Segment Start: Source material
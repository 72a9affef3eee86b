use rusqlite::{params, Connection, OptionalExtension, Row};

use super::Database;
use crate::error::{Error, Result};
use crate::models::{CreateEventInput, Event, UpdateEventInput};

fn event_from_row(row: &Row<'_>) -> rusqlite::Result<Event> {
    Ok(Event {
        id: row.get(0)?,
        name: row.get(1)?,
    })
}

fn find_event(conn: &Connection, id: i64) -> Result<Event> {
    conn.query_row(
        "SELECT id, name FROM events WHERE id = ?1",
        [id],
        event_from_row,
    )
    .optional()?
    .ok_or_else(|| Error::not_found("event", id))
}

impl Database {
    pub fn create_event(&self, input: CreateEventInput) -> Result<Event> {
        input.validate()?;
        self.with_connection(|conn| {
            conn.execute("INSERT INTO events (name) VALUES (?1)", [&input.name])?;
            let event = Event {
                id: conn.last_insert_rowid(),
                name: input.name,
            };
            tracing::debug!(event_id = event.id, "created event");
            Ok(event)
        })
    }

    pub fn get_event(&self, id: i64) -> Result<Event> {
        self.with_connection(|conn| find_event(conn, id))
    }

    pub fn list_events(&self) -> Result<Vec<Event>> {
        self.with_connection(|conn| {
            let mut stmt = conn.prepare("SELECT id, name FROM events ORDER BY id DESC")?;
            let events = stmt
                .query_map([], event_from_row)?
                .collect::<rusqlite::Result<Vec<_>>>()?;
            Ok(events)
        })
    }

    /// Replace the event's name.
    pub fn update_event(&self, id: i64, input: UpdateEventInput) -> Result<Event> {
        input.validate()?;
        self.with_connection(|conn| {
            let changed = conn.execute(
                "UPDATE events SET name = ?1 WHERE id = ?2",
                params![input.name, id],
            )?;
            if changed == 0 {
                return Err(Error::not_found("event", id));
            }
            find_event(conn, id)
        })
    }

    /// Delete an event together with its default tasks, holdings and their tasks.
    pub fn delete_event(&self, id: i64) -> Result<()> {
        self.with_connection(|conn| {
            let tx = conn.transaction()?;
            let tasks = tx.execute(
                "DELETE FROM tasks WHERE holding_id IN (SELECT id FROM holdings WHERE event_id = ?1)",
                [id],
            )?;
            let holdings = tx.execute("DELETE FROM holdings WHERE event_id = ?1", [id])?;
            let defaults = tx.execute("DELETE FROM default_tasks WHERE event_id = ?1", [id])?;
            if tx.execute("DELETE FROM events WHERE id = ?1", [id])? == 0 {
                return Err(Error::not_found("event", id));
            }
            tx.commit()?;
            tracing::info!(
                event_id = id,
                holdings,
                tasks,
                default_tasks = defaults,
                "deleted event"
            );
            Ok(())
        })
    }
}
Segment End: Source material
Activity
Please reproduce every line shown above, exactly as written.

Solution to this task
repository 72a9affef3eee86b
use rusqlite::{params, Connection, OptionalExtension, Row};

use super::Database;
use crate::error::{Error, Result};
use crate::models::{CreateEventInput, Event, UpdateEventInput};

fn event_from_row(row: &Row<'_>) -> rusqlite::Result<Event> {
    Ok(Event {
        id: row.get(0)?,
        name: row.get(1)?,
    })
}

fn find_event(conn: &Connection, id: i64) -> Result<Event> {
    conn.query_row(
        "SELECT id, name FROM events WHERE id = ?1",
        [id],
        event_from_row,
    )
    .optional()?
    .ok_or_else(|| Error::not_found("event", id))
}

impl Database {
    pub fn create_event(&self, input: CreateEventInput) -> Result<Event> {
        input.validate()?;
        self.with_connection(|conn| {
            conn.execute("INSERT INTO events (name) VALUES (?1)", [&input.name])?;
            let event = Event {
                id: conn.last_insert_rowid(),
                name: input.name,
            };
            tracing::debug!(event_id = event.id, "created event");
            Ok(event)
        })
    }

    pub fn get_event(&self, id: i64) -> Result<Event> {
        self.with_connection(|conn| find_event(conn, id))
    }

    pub fn list_events(&self) -> Result<Vec<Event>> {
        self.with_connection(|conn| {
            let mut stmt = conn.prepare("SELECT id, name FROM events ORDER BY id DESC")?;
            let events = stmt
                .query_map([], event_from_row)?
                .collect::<rusqlite::Result<Vec<_>>>()?;
            Ok(events)
        })
    }

    /// Replace the event's name.
    pub fn update_event(&self, id: i64, input: UpdateEventInput) -> Result<Event> {
        input.validate()?;
        self.with_connection(|conn| {
            let changed = conn.execute(
                "UPDATE events SET name = ?1 WHERE id = ?2",
                params![input.name, id],
            )?;
            if changed == 0 {
                return Err(Error::not_found("event", id));
            }
            find_event(conn, id)
        })
    }

    /// Delete an event together with its default tasks, holdings and their tasks.
    pub fn delete_event(&self, id: i64) -> Result<()> {
        self.with_connection(|conn| {
            let tx = conn.transaction()?;
            let tasks = tx.execute(
                "DELETE FROM tasks WHERE holding_id IN (SELECT id FROM holdings WHERE event_id = ?1)",
                [id],
            )?;
            let holdings = tx.execute("DELETE FROM holdings WHERE event_id = ?1", [id])?;
            let defaults = tx.execute("DELETE FROM default_tasks WHERE event_id = ?1", [id])?;
            if tx.execute("DELETE FROM events WHERE id = ?1", [id])? == 0 {
                return Err(Error::not_found("event", id));
            }
            tx.commit()?;
            tracing::info!(
                event_id = id,
                holdings,
                tasks,
                default_tasks = defaults,
                "deleted event"
            );
            Ok(())
        })
    }
}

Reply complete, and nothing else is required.